Please retype the listing below exactly, from its opening line through the line where "filename src/command/run.rs" appears.

TASK MATERIAL

◆ ◆ ◆

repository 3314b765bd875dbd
//! Polls the ecobee cloud API for thermostat telemetry and forwards it to
//! Datadog as metrics. Best-effort delivery: failed submissions are logged
//! and dropped, never queued.

pub mod command;
pub mod constants;
pub mod data_mgmt;
pub mod helpers;
pub mod interfaces;
pub mod node_mgmt;
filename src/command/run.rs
//! The poll loop: fetch, map and publish every configured thermostat on a
//! fixed interval, forever.

use std::collections::HashMap;
use std::thread;

use anyhow::Result;
use chrono::Utc;

use crate::constants::defaults;
use crate::data_mgmt::{mapper, publish};
use crate::interfaces::datadog::DatadogClient;
use crate::interfaces::ecobee::{EcobeeClient, EcobeeError, Thermostat};
use crate::interfaces::http_agent;
use crate::node_mgmt::config::{Config, ThermostatConfig};
use crate::node_mgmt::token::TokenStore;

pub fn run(config: Config) -> Result<()> {
    let agent = http_agent()?;
    let ecobee = EcobeeClient::new(agent.clone(), defaults::ECOBEE_API_ROOT, &config.api_key);
    let datadog = DatadogClient::new(
        agent,
        defaults::DATADOG_API_ROOT,
        &config.datadog_api_key,
        &config.datadog_app_key,
    );

    // Missing or denied authorization at startup is fatal
    let mut tokens = TokenStore::open(config.token_file())?;
    tokens.ensure_authorized(&ecobee)?;

    let mut last_intervals: HashMap<String, i64> = HashMap::new();
    let interval = config.poll_interval();

    loop {
        log::info!(
            "Starting poll cycle for {} thermostat(s)",
            config.thermostats.len()
        );
        run_cycle(&config, &ecobee, &datadog, &mut tokens, &mut last_intervals);
        log::info!("Poll cycle complete; sleeping for {}s", interval.as_secs());
        thread::sleep(interval);
    }
}

/// One cycle over the device list. Per-device failures are logged and never
/// abort the cycle.
fn run_cycle(
    config: &Config,
    ecobee: &EcobeeClient,
    datadog: &DatadogClient,
    tokens: &mut TokenStore,
    last_intervals: &mut HashMap<String, i64>,
) {
    for thermostat_cfg in &config.thermostats {
        match process_thermostat(thermostat_cfg, ecobee, datadog, tokens, last_intervals) {
            Ok(published) => {
                log::info!(
                    "Thermostat {}: published {} metric point(s)",
                    thermostat_cfg.id,
                    published
                );
            }
            Err(e) => {
                log::error!("Error processing thermostat {}: {:#}", thermostat_cfg.id, e);
            }
        }
    }
}

fn process_thermostat(
    thermostat_cfg: &ThermostatConfig,
    ecobee: &EcobeeClient,
    datadog: &DatadogClient,
    tokens: &mut TokenStore,
    last_intervals: &mut HashMap<String, i64>,
) -> Result<usize> {
    let snapshot = fetch_with_refresh(thermostat_cfg, ecobee, tokens)?;

    let map_opts = mapper::MapOptions {
        now: Utc::now(),
        last_runtime_interval: last_intervals.get(&thermostat_cfg.id).copied(),
    };
    let points = mapper::map(&snapshot, thermostat_cfg, &map_opts);
    let mapped_runtime = points
        .iter()
        .any(|p| p.name.starts_with(mapper::RUNTIME_METRIC_PREFIX));
    let published = publish::publish_points(datadog, &points)?;

    // Only record the interval once its runtime metrics actually went out;
    // a snapshot can carry an interval number without a mappable extended
    // runtime block (e.g. missing reading timestamp)
    if mapped_runtime {
        if let Some(interval) = snapshot
            .extended_runtime
            .as_ref()
            .and_then(|ext| ext.runtime_interval)
        {
            last_intervals.insert(thermostat_cfg.id.clone(), interval);
        }
    }
    Ok(published)
}

/// Fetch the device snapshot; on a rejected access token, refresh once and
/// retry the same fetch exactly once.
fn fetch_with_refresh(
    thermostat_cfg: &ThermostatConfig,
    ecobee: &EcobeeClient,
    tokens: &mut TokenStore,
) -> Result<Thermostat> {
    let access_token = tokens.get_valid_token(ecobee)?;
    match ecobee.fetch_snapshot(&access_token, &thermostat_cfg.id) {
        Err(EcobeeError::AuthExpired) => {
            log::warn!(
                "Access token rejected fetching thermostat {}; refreshing and retrying once",
                thermostat_cfg.id
            );
            let access_token = tokens.force_refresh(ecobee)?;
            Ok(ecobee.fetch_snapshot(&access_token, &thermostat_cfg.id)?)
        }
        other => Ok(other?),
    }
}
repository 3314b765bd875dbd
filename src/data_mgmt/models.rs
#[derive(Clone, Copy, Debug, PartialEq, Eq)]
pub enum MetricKind {
    Gauge,
    Count,
}

/// One named, timestamped, tagged value bound for the monitoring backend.
/// Produced by the mapper, consumed immediately by the publisher.
#[derive(Clone, Debug, PartialEq)]
pub struct MetricPoint {
    pub name: String,
    pub value: f64,
    /// Unix seconds
    pub timestamp: i64,
    pub kind: MetricKind,
    pub tags: Vec<String>,
}

impl MetricPoint {
    pub fn gauge(name: impl Into<String>, value: f64, timestamp: i64, tags: Vec<String>) -> Self {
        MetricPoint {
            name: name.into(),
            value,
            timestamp,
            kind: MetricKind::Gauge,
            tags,
        }
    }

    pub fn count(name: impl Into<String>, value: f64, timestamp: i64, tags: Vec<String>) -> Self {
        MetricPoint {
            name: name.into(),
            value,
            timestamp,
            kind: MetricKind::Count,
            tags,
        }
    }
}
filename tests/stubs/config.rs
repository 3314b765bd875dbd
pub const PAYLOAD_1: &str = r#"{
    "api_key": "ecobee-key",
    "datadog_api_key": "dd-api",
    "datadog_app_key": "dd-app",
    "work_dir": "/var/lib/thermodog",
    "poll_interval_s": 300,
    "thermostats": [
        {
            "id": "411234567890",
            "write_options": {
                "write_aux_heat_1": false,
                "write_aux_heat_2": false,
                "write_cool_2": false,
                "write_dehumidifier": false
            },
            "always_write_weather_as_current": true
        },
        {
            "id": "419876543210",
            "write_options": {}
        }
    ]
}"#;

pub const BAD_PAYLOAD: &str = r#"{
    "api_key": "ecobee-key",
    "thermostats": "not-a-list"
}"#;
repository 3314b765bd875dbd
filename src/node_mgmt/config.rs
use std::collections::BTreeMap;
use std::fs;
use std::path::{Path, PathBuf};
use std::time::Duration;

use serde::Deserialize;
use thiserror::Error;

use crate::constants::defaults;

#[derive(Error, Debug)]
pub enum ConfigError {
    #[error("could not read config file: {0}")]
    Read(#[from] std::io::Error),
    #[error("could not parse config JSON: {0}")]
    ParseJson(#[from] serde_json::Error),
    #[error("invalid config: {0}")]
    Invalid(String),
}

#[derive(Clone, Debug, Deserialize)]
pub struct Config {
    /// ecobee developer API key (OAuth client id)
    pub api_key: String,
    pub datadog_api_key: String,
    pub datadog_app_key: String,
    /// Directory holding the persisted token file
    #[serde(default = "default_work_dir")]
    pub work_dir: PathBuf,
    #[serde(default = "default_poll_interval_s")]
    pub poll_interval_s: u64,
    pub thermostats: Vec<ThermostatConfig>,
}

#[derive(Clone, Debug, Default, Deserialize)]
pub struct ThermostatConfig {
    pub id: String,
    /// `write_<measurement>` flags; anything not listed defaults to emit
    #[serde(default)]
    pub write_options: BTreeMap<String, bool>,
    /// Stamp weather metrics with the poll time instead of the (often
    /// lagging) station observation time
    #[serde(default)]
    pub always_write_weather_as_current: bool,
}

impl Config {
    pub fn token_file(&self) -> PathBuf {
        self.work_dir.join(defaults::TOKEN_FILE_NAME)
    }

    pub fn poll_interval(&self) -> Duration {
        Duration::from_secs(self.poll_interval_s)
    }
}

impl ThermostatConfig {
    /// Absent write options default to emit; only an explicit `false`
    /// suppresses a measurement.
    pub fn write_enabled(&self, option: &str) -> bool {
        self.write_options.get(option).copied().unwrap_or(true)
    }
}

fn default_work_dir() -> PathBuf {
    PathBuf::from(".")
}

fn default_poll_interval_s() -> u64 {
    defaults::POLL_INTERVAL.as_secs()
}

pub fn from_str(raw: &str) -> Result<Config, ConfigError> {
    let config: Config = serde_json::from_str(raw)?;
    if config.thermostats.is_empty() {
        return Err(ConfigError::Invalid("no thermostats configured".into()));
    }
    Ok(config)
}

pub fn from_file(path: &Path) -> Result<Config, ConfigError> {
    from_str(&fs::read_to_string(path)?)
}
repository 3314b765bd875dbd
use std::time::Duration;

pub const API_REQUEST_TIMEOUT: Duration = Duration::from_secs(60);
pub const HTTP_RETRY_MAX_ELAPSED: Duration = Duration::from_secs(30);

pub const POLL_INTERVAL: Duration = Duration::from_secs(300);

pub const ECOBEE_API_ROOT: &str = "https://api.ecobee.com";
pub const ECOBEE_SCOPE: &str = "smartRead";
pub const DATADOG_API_ROOT: &str = "https://api.datadoghq.com";

pub const TOKEN_FILE_NAME: &str = "ecobee_token.json";

/// Series per intake request; the v2 endpoint caps payload size well above this
pub const MAX_SERIES_PER_REQUEST: usize = 500;
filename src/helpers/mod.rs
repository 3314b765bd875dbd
mod backoff_retry;
mod time;

pub use backoff_retry::backoff_retry;
pub use time::parse_ecobee_time;
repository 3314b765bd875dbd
pub mod mapper;
pub mod models;
pub mod publish;
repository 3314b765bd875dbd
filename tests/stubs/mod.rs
pub mod config;
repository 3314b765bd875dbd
mod run;

pub use run::run;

◆ ◆ ◆

ANSWER
repository 3314b765bd875dbd
//! Polls the ecobee cloud API for thermostat telemetry and forwards it to
//! Datadog as metrics. Best-effort delivery: failed submissions are logged
//! and dropped, never queued.

pub mod command;
pub mod constants;
pub mod data_mgmt;
pub mod helpers;
pub mod interfaces;
pub mod node_mgmt;
filename src/command/run.rs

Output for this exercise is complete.